Transitioning from a carefree summer to a more regimented school schedule can mean trouble for many children (and parents). Here is how you can support your child or adolescent as they return to hitting the books.



Ah, back-to-school. The smell of newly minted notebooks, the excitement of picking that first day outfit, and the thrill of seeing new friends after a lazy summer off. Commericials would tell us that children thrive at this time of year as they peddle the latest fashions and accessories. Yet, a fresh start and new beginnings mean a change from the norm; a change of classroom environment, of teachers, grade, peers, perhaps schools, and this doesn't even include the addition of before and after school programs. And change can be hard.


I remember being a back-to-schooler. I remember being excited to reunite with friends but I also remember the butterflies in my stomach as I wondered if my teacher was going to be nice or not. I remember the feeling of dissapointment that I felt when friends moved away, or when I was reunited with school bullies who I had managed to avoid for the summer. As a parent, I understand the chaos that this season brings, the stress of trying to schedule a new year of activities, of packing healthy lunches, and the dread of homework time.


So what can you do in order to tackle the back-to-school season, while honoring all of the emotions that you and your child feel during this time? Here are some tips and strategies that have helped families that I work with as well as my own:


  1. Provide a safe space. Home should be a place where everyone can relax, let their guard down, and decompress after a long day. This also goes for children. As a parent, save space for big emotions without judgement. Offer a soft place to land with a hug, a suprise cup of cocoa, or an acknowledgement that transitions are difficult. Show resilience by pushing forward and by communicating to your child that they can do hard things. You are your child's safety net.

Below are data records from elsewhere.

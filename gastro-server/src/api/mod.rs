//! JSON API routes
//!
//! Every route except `/health` and `/api/auth/login` requires a bearer token
//! or session cookie; client and dashboard routes additionally require staff.

pub mod admin;
pub mod auth;
pub mod cart;
pub mod clients;
pub mod dashboard;
pub mod dishes;
pub mod health;
pub mod receipts;

use axum::routing::{delete, get, post};
use axum::{Json, Router, middleware};
use shared::error::AppError;

use crate::auth::rate_limit::login_rate_limit;
use crate::auth::{require_staff, require_user};
use crate::state::AppState;

pub type ApiResult<T> = Result<Json<T>, AppError>;

pub fn router(state: AppState) -> Router<AppState> {
    let public = Router::new()
        .route("/health", get(health::health_check))
        .route(
            "/api/auth/login",
            post(auth::login).layer(middleware::from_fn_with_state(
                state.clone(),
                login_rate_limit,
            )),
        );

    let user = Router::new()
        .route("/api/dishes", get(dishes::list))
        .route("/api/dishes/best-sellers", get(dishes::best_sellers))
        .route("/api/dishes/{id}", get(dishes::get))
        .route("/api/cart", get(cart::list).post(cart::create))
        .route("/api/cart/summary", get(cart::summary))
        .route("/api/cart/total", get(cart::total))
        .route("/api/cart/clear", delete(cart::clear))
        .route(
            "/api/cart/{id}",
            get(cart::get).put(cart::update).delete(cart::remove),
        )
        .route("/api/receipts", get(receipts::list))
        .route("/api/receipts/stats", get(receipts::stats))
        .route("/api/receipts/{id}", get(receipts::get));

    // Layers run bottom-up: require_user must wrap require_staff
    let staff = Router::new()
        .route("/api/clients", get(clients::list).post(clients::create))
        .route("/api/clients/active", get(clients::active))
        .route(
            "/api/clients/{id}",
            get(clients::get).put(clients::update).delete(clients::remove),
        )
        .route("/api/dashboard/stats", get(dashboard::stats))
        .route("/api/dashboard/monthly-sales", get(dashboard::monthly_sales))
        .merge(admin::router())
        .layer(middleware::from_fn(require_staff));

    let authenticated = user
        .merge(staff)
        .layer(middleware::from_fn_with_state(state, require_user));

    public.merge(authenticated)
}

  2. Create a calming atmosphere. As a parent, I know how cluttered a family house can get. However, small things like lighting a candle, playing soft music, or going outside can provide everyone with a sense of calm and room to breathe. Setting up an environment for your family to thrive is incredibly important. Is it possible to minimize some of the physical objects getting in your way? Be flexible in your thinking. Could your child benefit from doing their homework on the floor? Do they like the sound of a crackling fireplace in the background while they work? For more informaiton on environmental design, feel free to message me!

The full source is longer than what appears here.